BEGIN Data for this task

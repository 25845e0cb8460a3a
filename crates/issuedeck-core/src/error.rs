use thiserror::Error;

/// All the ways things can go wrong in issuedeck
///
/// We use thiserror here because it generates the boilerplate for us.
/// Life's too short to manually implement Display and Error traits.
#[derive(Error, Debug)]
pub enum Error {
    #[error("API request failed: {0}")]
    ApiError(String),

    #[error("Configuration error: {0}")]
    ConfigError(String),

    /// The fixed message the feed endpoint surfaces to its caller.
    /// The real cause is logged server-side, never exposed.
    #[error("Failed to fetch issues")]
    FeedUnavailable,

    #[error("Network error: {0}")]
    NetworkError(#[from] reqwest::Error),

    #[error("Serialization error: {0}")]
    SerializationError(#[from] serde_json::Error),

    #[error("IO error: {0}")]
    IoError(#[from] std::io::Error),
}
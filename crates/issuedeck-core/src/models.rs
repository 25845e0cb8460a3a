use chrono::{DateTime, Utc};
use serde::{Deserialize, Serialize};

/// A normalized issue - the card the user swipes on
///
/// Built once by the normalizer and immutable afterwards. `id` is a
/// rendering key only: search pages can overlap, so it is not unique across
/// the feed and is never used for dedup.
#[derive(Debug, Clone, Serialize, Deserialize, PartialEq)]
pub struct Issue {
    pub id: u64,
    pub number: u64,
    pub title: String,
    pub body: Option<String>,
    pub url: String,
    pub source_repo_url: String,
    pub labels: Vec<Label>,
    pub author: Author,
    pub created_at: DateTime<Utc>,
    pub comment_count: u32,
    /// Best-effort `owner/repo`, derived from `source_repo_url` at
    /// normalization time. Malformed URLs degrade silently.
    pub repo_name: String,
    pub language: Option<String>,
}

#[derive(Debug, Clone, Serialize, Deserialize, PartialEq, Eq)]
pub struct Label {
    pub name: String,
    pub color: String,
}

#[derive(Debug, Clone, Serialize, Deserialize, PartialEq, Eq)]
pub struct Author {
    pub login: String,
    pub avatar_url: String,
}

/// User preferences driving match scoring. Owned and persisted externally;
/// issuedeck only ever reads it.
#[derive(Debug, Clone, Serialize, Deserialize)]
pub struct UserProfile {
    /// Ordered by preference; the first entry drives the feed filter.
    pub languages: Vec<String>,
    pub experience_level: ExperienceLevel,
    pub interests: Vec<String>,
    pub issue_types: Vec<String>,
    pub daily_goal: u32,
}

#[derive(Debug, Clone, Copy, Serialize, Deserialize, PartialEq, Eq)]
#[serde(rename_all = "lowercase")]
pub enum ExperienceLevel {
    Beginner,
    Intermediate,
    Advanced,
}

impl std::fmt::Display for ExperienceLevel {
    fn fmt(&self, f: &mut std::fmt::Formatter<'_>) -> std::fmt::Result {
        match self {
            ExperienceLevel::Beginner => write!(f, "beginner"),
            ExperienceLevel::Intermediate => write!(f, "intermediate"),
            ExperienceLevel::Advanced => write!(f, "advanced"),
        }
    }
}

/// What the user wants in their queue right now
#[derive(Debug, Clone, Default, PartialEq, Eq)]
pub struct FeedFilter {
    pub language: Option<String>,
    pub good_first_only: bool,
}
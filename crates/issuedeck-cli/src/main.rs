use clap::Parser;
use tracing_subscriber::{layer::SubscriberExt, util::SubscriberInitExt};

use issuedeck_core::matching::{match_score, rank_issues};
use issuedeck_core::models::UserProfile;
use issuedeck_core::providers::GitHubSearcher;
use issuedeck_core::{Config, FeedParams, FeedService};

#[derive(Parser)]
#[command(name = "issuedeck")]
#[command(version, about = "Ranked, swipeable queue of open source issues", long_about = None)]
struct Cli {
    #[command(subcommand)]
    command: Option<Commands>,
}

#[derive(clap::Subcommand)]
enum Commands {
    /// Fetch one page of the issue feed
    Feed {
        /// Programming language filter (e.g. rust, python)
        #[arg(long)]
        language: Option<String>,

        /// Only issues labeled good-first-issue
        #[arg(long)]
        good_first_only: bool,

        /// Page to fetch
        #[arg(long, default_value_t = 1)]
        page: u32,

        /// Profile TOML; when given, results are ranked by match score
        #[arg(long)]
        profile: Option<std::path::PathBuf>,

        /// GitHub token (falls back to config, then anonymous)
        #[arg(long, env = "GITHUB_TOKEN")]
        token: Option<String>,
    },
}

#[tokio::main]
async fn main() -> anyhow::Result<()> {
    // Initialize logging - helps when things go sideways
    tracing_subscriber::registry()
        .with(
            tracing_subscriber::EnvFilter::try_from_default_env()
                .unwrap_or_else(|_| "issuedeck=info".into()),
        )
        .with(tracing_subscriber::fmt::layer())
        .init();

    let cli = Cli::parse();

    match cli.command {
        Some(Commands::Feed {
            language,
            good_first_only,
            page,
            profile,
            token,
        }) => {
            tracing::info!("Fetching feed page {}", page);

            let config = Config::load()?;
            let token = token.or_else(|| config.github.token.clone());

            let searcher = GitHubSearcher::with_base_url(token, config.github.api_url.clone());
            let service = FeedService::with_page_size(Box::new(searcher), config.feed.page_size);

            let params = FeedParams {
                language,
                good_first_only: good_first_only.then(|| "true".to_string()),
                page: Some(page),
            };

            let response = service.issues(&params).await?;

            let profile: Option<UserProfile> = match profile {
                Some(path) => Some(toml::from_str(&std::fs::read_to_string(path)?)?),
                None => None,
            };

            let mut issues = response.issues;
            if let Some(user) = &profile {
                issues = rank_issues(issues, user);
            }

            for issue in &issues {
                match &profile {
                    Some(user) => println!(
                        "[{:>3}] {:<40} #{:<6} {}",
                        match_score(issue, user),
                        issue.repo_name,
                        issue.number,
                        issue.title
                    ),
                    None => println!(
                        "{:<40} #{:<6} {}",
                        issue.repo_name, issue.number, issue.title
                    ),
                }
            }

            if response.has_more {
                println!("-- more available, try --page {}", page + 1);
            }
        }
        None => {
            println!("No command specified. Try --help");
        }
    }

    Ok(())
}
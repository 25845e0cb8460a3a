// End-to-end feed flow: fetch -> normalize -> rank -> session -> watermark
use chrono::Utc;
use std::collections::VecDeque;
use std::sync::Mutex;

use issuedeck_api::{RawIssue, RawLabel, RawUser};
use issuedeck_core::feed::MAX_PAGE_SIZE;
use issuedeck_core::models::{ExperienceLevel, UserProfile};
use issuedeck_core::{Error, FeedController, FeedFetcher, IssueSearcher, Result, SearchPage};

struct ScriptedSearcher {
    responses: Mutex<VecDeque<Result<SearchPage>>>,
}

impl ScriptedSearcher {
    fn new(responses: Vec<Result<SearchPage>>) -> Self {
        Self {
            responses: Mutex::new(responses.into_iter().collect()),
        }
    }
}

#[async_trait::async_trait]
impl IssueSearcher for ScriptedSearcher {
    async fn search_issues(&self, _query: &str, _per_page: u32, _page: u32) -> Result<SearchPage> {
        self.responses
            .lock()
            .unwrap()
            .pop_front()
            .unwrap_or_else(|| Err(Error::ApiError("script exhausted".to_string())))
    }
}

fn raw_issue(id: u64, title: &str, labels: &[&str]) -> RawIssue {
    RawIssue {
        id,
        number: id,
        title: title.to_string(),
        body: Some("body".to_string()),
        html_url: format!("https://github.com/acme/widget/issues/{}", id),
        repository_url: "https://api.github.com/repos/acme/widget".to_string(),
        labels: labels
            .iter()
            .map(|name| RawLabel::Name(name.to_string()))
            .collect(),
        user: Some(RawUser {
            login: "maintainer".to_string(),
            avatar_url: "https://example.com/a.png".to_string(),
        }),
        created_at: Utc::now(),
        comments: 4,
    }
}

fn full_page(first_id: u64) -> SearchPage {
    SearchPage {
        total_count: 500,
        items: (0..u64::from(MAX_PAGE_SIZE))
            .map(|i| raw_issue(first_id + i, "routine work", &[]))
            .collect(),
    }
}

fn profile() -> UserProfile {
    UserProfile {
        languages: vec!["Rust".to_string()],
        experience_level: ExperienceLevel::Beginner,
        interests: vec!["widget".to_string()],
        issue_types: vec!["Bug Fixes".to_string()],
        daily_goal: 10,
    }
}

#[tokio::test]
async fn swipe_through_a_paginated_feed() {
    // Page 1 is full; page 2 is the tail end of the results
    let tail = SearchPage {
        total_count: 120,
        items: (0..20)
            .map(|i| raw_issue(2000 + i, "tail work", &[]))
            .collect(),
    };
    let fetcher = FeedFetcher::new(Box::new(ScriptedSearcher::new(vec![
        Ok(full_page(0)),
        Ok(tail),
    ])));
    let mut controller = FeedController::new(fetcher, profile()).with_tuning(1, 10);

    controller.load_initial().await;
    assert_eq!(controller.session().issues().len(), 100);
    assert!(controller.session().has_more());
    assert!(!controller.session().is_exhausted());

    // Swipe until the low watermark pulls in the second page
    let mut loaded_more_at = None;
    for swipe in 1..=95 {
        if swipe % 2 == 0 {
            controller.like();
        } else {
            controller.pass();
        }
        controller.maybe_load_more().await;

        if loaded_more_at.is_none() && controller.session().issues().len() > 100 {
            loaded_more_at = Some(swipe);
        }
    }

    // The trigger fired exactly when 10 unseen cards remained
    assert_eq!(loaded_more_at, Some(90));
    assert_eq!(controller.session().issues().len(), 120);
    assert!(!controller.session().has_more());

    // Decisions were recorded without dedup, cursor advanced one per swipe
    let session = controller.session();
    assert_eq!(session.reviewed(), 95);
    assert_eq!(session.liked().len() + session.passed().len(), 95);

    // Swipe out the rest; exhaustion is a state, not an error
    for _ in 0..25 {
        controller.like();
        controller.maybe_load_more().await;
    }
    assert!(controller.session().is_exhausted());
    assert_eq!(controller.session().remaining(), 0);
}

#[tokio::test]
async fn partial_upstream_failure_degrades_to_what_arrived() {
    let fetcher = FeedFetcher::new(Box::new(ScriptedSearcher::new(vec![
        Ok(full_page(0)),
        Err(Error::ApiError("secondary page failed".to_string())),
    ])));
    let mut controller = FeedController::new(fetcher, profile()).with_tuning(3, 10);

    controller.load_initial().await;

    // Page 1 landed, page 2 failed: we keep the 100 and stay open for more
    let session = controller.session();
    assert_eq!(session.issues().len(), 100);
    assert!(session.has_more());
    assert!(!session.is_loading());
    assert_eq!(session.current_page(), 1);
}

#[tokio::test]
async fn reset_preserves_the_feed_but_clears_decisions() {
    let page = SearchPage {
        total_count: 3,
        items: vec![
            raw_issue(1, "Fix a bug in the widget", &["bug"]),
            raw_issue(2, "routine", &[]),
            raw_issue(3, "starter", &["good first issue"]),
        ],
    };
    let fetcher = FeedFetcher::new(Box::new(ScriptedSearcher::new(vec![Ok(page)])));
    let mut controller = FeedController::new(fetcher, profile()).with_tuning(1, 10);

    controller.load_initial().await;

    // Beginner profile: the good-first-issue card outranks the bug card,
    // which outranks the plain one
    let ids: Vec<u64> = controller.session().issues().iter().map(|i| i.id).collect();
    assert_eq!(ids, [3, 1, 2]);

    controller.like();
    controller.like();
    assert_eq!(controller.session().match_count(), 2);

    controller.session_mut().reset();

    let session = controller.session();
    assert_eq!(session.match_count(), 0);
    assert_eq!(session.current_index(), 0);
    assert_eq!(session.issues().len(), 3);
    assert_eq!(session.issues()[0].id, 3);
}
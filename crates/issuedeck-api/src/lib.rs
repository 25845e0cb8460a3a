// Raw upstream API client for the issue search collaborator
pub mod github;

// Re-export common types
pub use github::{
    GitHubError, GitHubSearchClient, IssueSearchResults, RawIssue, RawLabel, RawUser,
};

END Data for this task

• [What to do]: Only the lines from the one containing "pub mod github;" through the end of the data above are wanted, both ends included; restate them word for word.

• [Result of the exercise]:
pub mod github;

// Re-export common types
pub use github::{
    GitHubError, GitHubSearchClient, IssueSearchResults, RawIssue, RawLabel, RawUser,
};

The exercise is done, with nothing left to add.